> Stored data entries
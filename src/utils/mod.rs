pub mod environment;
pub mod paths;
pub mod terminal;

pub use environment::get_data_dir;
pub use paths::{format_path_with_tilde, history_file_path, validate_file_size};
pub use terminal::{strip_ansi_codes, strip_control_chars};
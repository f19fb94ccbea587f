//! badcalc - an interactive two-operand calculator with a persistent history
//!
//! The calculator reads a menu choice and two operands, applies one of
//! `+ - * / ^ %`, prints the result and records the operation. Records are
//! kept in memory for the session and appended to `~/.badcalc/history.txt`.
//!
//! - [`calculator`] - operand parsing and arithmetic, with a `NaN` sentinel for
//!   undefined results
//! - [`history`] - the append-only store and the on-disk log reader
//! - [`session`] - the interactive menu loop over injectable I/O
//!
//! # Example
//!
//! ```no_run
//! use std::io::Cursor;
//! use std::path::Path;
//! use badcalc::{HistoryStore, Session};
//!
//! let store = HistoryStore::open(Path::new("/tmp/badcalc"))?;
//! let input = Cursor::new("1\n5\n3\n0\n");
//! let mut session = Session::new(store, input, std::io::stdout(), std::io::stderr());
//! session.run()?;
//! assert_eq!(session.history().all()[0].to_string(), "5|3|+|8.0");
//! # Ok::<(), anyhow::Error>(())
//! ```

pub mod calculator;
pub mod cli;
pub mod error;
pub mod history;
pub mod models;
pub mod session;
pub mod utils;

// Re-export commonly used types
pub use calculator::{Operator, compute, is_undefined, parse_operand};
pub use error::InvalidInput;
pub use history::{HistoryStore, parse_history_file};
pub use models::OperationRecord;
pub use session::Session;
pub use utils::paths::format_path_with_tilde;
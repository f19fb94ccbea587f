use std::io;
use std::path::{Path, PathBuf};

use anyhow::{Context, Result};
use clap::{Parser, Subcommand};

use crate::calculator::Operator;
use crate::history::{HistoryStore, parse_history_file};
use crate::models::OperationRecord;
use crate::session::{EMPTY_HISTORY, Session};
use crate::utils::{format_path_with_tilde, get_data_dir, history_file_path, strip_ansi_codes};

#[derive(Parser)]
#[command(name = "badcalc")]
#[command(version = "0.1.0")]
#[command(about = "Interactive two-operand calculator with a persistent history", long_about = None)]
pub struct Cli {
    /// Directory holding history.txt [default: ~/.badcalc]
    #[arg(long, global = true, env = "BADCALC_DATA_DIR", value_name = "DIR")]
    pub data_dir: Option<PathBuf>,

    #[command(subcommand)]
    pub command: Option<Commands>,
}

#[derive(Subcommand)]
pub enum Commands {
    /// Print every operation recorded in the history file
    History {
        /// Print records as a JSON array
        #[arg(long)]
        json: bool,
    },
    /// Show statistics about the history file
    Stats,
}

pub fn run() -> Result<()> {
    let cli = Cli::parse();

    let data_dir = match cli.data_dir {
        Some(dir) => dir,
        None => get_data_dir()?,
    };

    match &cli.command {
        Some(Commands::History { json }) => show_history(&data_dir, *json)?,
        Some(Commands::Stats) => show_stats(&data_dir)?,
        None => run_interactive(&data_dir)?,
    }

    Ok(())
}

fn run_interactive(data_dir: &Path) -> Result<()> {
    let store = HistoryStore::open(data_dir)?;

    let stdin = io::stdin();
    let mut session = Session::new(store, stdin.lock(), io::stdout(), io::stderr());
    session.run().context("Terminal I/O failed")?;

    Ok(())
}

/// Loads all-time history from disk, degrading to an empty list on failure
fn load_records(data_dir: &Path) -> Vec<OperationRecord> {
    let path = history_file_path(data_dir);
    if !path.exists() {
        eprintln!("Warning: history.txt not found at {}", format_path_with_tilde(&path));
        return Vec::new();
    }

    match parse_history_file(&path) {
        Ok(records) => records,
        Err(e) => {
            eprintln!("Warning: {:#}", e);
            Vec::new()
        }
    }
}

fn show_history(data_dir: &Path, json: bool) -> Result<()> {
    let records = load_records(data_dir);

    if json {
        let rendered =
            serde_json::to_string_pretty(&records).context("Failed to serialize history")?;
        println!("{}", rendered);
        return Ok(());
    }

    if records.is_empty() {
        println!("{}", EMPTY_HISTORY);
    }
    for record in &records {
        println!("{}", strip_ansi_codes(&record.to_string()));
    }

    Ok(())
}

fn show_stats(data_dir: &Path) -> Result<()> {
    let records = load_records(data_dir);

    println!("Calculator History Statistics");
    println!("=============================");
    println!("Total operations: {}", records.len());
    for op in Operator::ALL {
        let count = records.iter().filter(|r| r.operator == op).count();
        if count > 0 {
            println!("  {}: {}", operator_label(op), count);
        }
    }
    println!();
    println!("History file: {}", format_path_with_tilde(&history_file_path(data_dir)));

    if let Some(last) = records.last() {
        println!("Last operation: {}", strip_ansi_codes(&last.to_string()));
    }

    Ok(())
}

fn operator_label(op: Operator) -> &'static str {
    match op {
        Operator::Add => "Addition (+)",
        Operator::Subtract => "Subtraction (-)",
        Operator::Multiply => "Multiplication (*)",
        Operator::Divide => "Division (/)",
        Operator::Power => "Power (^)",
        Operator::Modulo => "Modulo (%)",
        Operator::Unknown => "Unknown operator",
    }
}

#[cfg(test)]
mod tests {
    use clap::CommandFactory;

    use super::*;

    #[test]
    fn test_cli_definition_is_valid() {
        Cli::command().debug_assert();
    }

    #[test]
    fn test_cli_parses_data_dir_and_subcommand() {
        let cli = Cli::try_parse_from(["badcalc", "--data-dir", "/tmp/calc", "history", "--json"])
            .unwrap();
        assert_eq!(cli.data_dir, Some(PathBuf::from("/tmp/calc")));
        assert!(matches!(cli.command, Some(Commands::History { json: true })));
    }

    #[test]
    fn test_cli_no_arguments_is_interactive() {
        let cli = Cli::try_parse_from(["badcalc"]).unwrap();
        assert!(cli.command.is_none());
    }

    #[test]
    fn test_load_records_missing_file_is_empty() {
        let temp = tempfile::TempDir::new().unwrap();
        assert!(load_records(temp.path()).is_empty());
    }
}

> WHAT IS REQUIRED
Across these entries, count each line where the string "Option" shows up. Give only the count.

> RESPONSE AREA
2